Charlie Davey (footballer)

Charlie Davey (footballer)
Charlie Davey
Personal information
Birth 11 May 1908
Recruited from Chelsea Football Club
Height and weight 192 cm, 87 kg
Death 14 August 1991,
Playing career¹
Debut Round 18, 1927, Carlton v.
St. Kilda, at Princes Park
Team(s)

Carlton (1927–1937)

143 games, 121 goals

¹ Statistics to end of 1937 season

Charlie Davey (11 May 1908 – 14 August 1991) was an Australian rules footballer who played in the Victorian Football League (VFL).

Recruited from the Chelsea Football Club, Davey made his debut for the Carlton Football Club in Round 18 of the 1927 season.

In his first VFL match, against St Kilda, on 10 September 1927, playing at centre half-forward, he kicked six goals.

He had been a last minute inclusion in the senior team (due to injuries and suspensions to selected players), and he had not been in the selected team announced on the Saturday morning.[1] According to The Argus, "[The new man] Davey showed great promise. Davey is a tall young plaver, who marks splendidly, and should be a success on the forward line, his six goals being a fine performance. He is aged 19 years, and is 6ft. 3½in. [192cm.] in height". [2]

The next match, the 1927 Semi-Final that Carlton lost to Richmond 12.10 (82) to 11.10 (76), he played at full-forward and kicked one goal.

He was soon moved into the ruck, and became one of the VFL's best ruckmen of his day.[3]

He was strong and versatile in the ruck, a reliable kick, and an outstanding strong mark. He was renowned for his use of his body strength to create space for his smaller team-mates.

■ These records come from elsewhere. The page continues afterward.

//! Network fetch seam
//!
//! Everything that issues a request goes through the `Fetcher` trait.
//! `HttpFetcher` performs real requests with reqwest and buffers the whole
//! body into a `ResponseSnapshot` before handing it back.

use std::sync::Arc;
use std::time::Duration;

use async_trait::async_trait;
use chrono::Utc;
use reqwest::header::HeaderValue;
use reqwest::Client;
use thiserror::Error;
use tracing::debug;

use crate::cache::{RequestDescriptor, ResponseSnapshot, StoreError};

/// User agent sent with every network request
const USER_AGENT: &str = concat!("stalecache/", env!("CARGO_PKG_VERSION"));

/// Default per-request timeout
pub const DEFAULT_TIMEOUT: Duration = Duration::from_secs(30);

/// Errors that can occur when fetching a response
#[derive(Debug, Error)]
pub enum FetchError {
    /// HTTP request failed at the transport level
    #[error("HTTP request failed: {0}")]
    Transport(#[from] reqwest::Error),

    /// The response cache failed while serving the request
    #[error("Response cache failed: {0}")]
    Cache(#[from] StoreError),

    /// Any other failure reported by a fetcher implementation
    #[error("{0}")]
    Other(String),
}

/// Something that can turn a request into a buffered response
#[async_trait]
pub trait Fetcher: Send + Sync + 'static {
    async fn fetch(&self, request: &RequestDescriptor) -> Result<ResponseSnapshot, FetchError>;
}

#[async_trait]
impl<F: Fetcher + ?Sized> Fetcher for Arc<F> {
    async fn fetch(&self, request: &RequestDescriptor) -> Result<ResponseSnapshot, FetchError> {
        (**self).fetch(request).await
    }
}

/// Fetcher backed by a reqwest client
#[derive(Debug, Clone)]
pub struct HttpFetcher {
    client: Client,
}

impl HttpFetcher {
    /// Create a fetcher with the default timeout
    pub fn new() -> Result<Self, FetchError> {
        Self::with_timeout(DEFAULT_TIMEOUT)
    }

    /// Create a fetcher whose requests fail after `timeout`
    pub fn with_timeout(timeout: Duration) -> Result<Self, FetchError> {
        let client = Client::builder()
            .user_agent(USER_AGENT)
            .timeout(timeout)
            .build()?;
        Ok(Self { client })
    }
}

#[async_trait]
impl Fetcher for HttpFetcher {
    async fn fetch(&self, request: &RequestDescriptor) -> Result<ResponseSnapshot, FetchError> {
        let mut builder = self
            .client
            .request(request.method.clone(), request.url.clone());
        for (name, value) in &request.headers {
            builder = builder.header(name.as_str(), value.as_str());
        }
        if let Some(body) = &request.body {
            builder = builder.body(body.clone());
        }

        let response = builder.send().await?;
        let url = response.url().clone();
        let status = response.status();
        let headers = response
            .headers()
            .iter()
            .map(|(k, v)| (k.to_string(), header_value(v)))
            .collect();
        let body = response.bytes().await?;

        debug!(url = %url, status = status.as_u16(), bytes = body.len(), "fetched response");

        Ok(ResponseSnapshot {
            url,
            status,
            headers,
            body,
            fetched_at: Utc::now(),
        })
    }
}

/// Header values are text; bytes outside UTF-8 are kept lossily
fn header_value(value: &HeaderValue) -> String {
    match value.to_str() {
        Ok(s) => s.to_string(),
        Err(_) => String::from_utf8_lossy(value.as_bytes()).into_owned(),
    }
}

In 1933, he survived electrocution.

TOUCHED LIVE WIRE — Footballer Escapes Death
(The Argus, Monday, 13 November 1933.)
      When he received a shock from an electric wire at the intersection of Swanston and Lonsdale streets, city, yesterday morning. Charles Davey, aged 25 years, linesman, of Elgin street Carlton a leading member of the Carlton Football Club, escaped serious injury. Davey, who is employed by the electric supply department of the City Council, was repairing street lighting wires from a motor-truck with a raised platform. Finding that the platform was too low to enable him to work on a line attached to a tram-way standard at the intersection of Swanton and Lonsdale streets, he placed a ladder against the pole and ascended.
      "When he reached the top", said Mr. P. Stanton, an ambulance attendant, who witnessed the accident, "his hand touched a wire. He cried out and fell against the top of the ladder. Had he fallen to the side or backward he would have dropped about 20ft to the roadway."
      Davey's fellow-workman jumped up the ladder and held him there until the attendants of a civil ambulance, which was leaving the Melbourne Hospital, and the attendant of a St. John motor-cycle ambulance patrol, which was standing nearby, reached him. Davey was lowered to the platform, and was then strapped to a spine board and lowered to the street. He suffered severely from shock. After having received treatment at the Melbourne Hospital for more than an hour he was allowed to return to his home.[4]

The Victorian Team that beat New South Wales, in Sydney, 23.17 (155) to 19.22 (136) during the 1933 Sydney Carnival on Wednesday, 2 August 1933.
Back Row: R.T. "Dick" Mullaly (South Melbourne; selector), D.H. “Dave” Crone (Carlton; selector), R. Lee (trainer) Alf "Rosie" Dummett (Collingwood; selector).
Third Row: Charlie Gaudion, Charlie Davey, Paddy Walsh, Norman Ware, Gordon Strang, Gordon Coventry, Jim Adamson.
Second Row: William Roberts, Jack L. Collins, Reg Hickey, John Francis Meere (North Melbourne; manager), Syd Coventry (captain), Haydn Bunton, Bob Pratt, Bert Hyde.
Front Row: Harry Clarke, Wilfred "Chicken" Smallhorn, Jack Anderson, Billy Libbis, Gordon Ogden.

He was Carlton's captain in 1935.

He retired prematurely at the end of the 1937 season, due to a chronic knee injury, having played 143 senior games for Carlton, and having kicked 121 goals.

He also played 17 games for Victoria.

He served on the Carlton Committee from 1938 until December 1964.

In 1994 he was posthumously inducted into the Carlton Hall of Fame.